Which of the lines below hold "error"? Please return each one.

[Opening Material for this task section]

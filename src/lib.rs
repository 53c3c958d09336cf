//! Quillforge forwards article and illustration prompts to a configured text
//! generation provider (Gemini or OpenAI) and image generation provider
//! (Stability or Hugging Face), normalizes their answers and serves the
//! prebuilt frontend.

pub mod config;
pub mod error;
pub mod logger;
pub mod models;
pub mod providers;
#[cfg(feature = "server")]
pub mod server;

pub use config::{
    Config, GeminiConfig, HuggingFaceConfig, ImageProviderKind, OpenAiConfig, StabilityConfig,
    TextProviderKind,
};
pub use error::{GenError, Result, UpstreamError};
pub use models::*;
pub use providers::{
    GeminiTextProvider, GenerationClient, HuggingFaceImageProvider, ImageProvider,
    OpenAiTextProvider, StabilityImageProvider, TextProvider,
};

[Closing Material for this task section]

## Finished task
pub mod error;
pub use error::{GenError, Result, UpstreamError};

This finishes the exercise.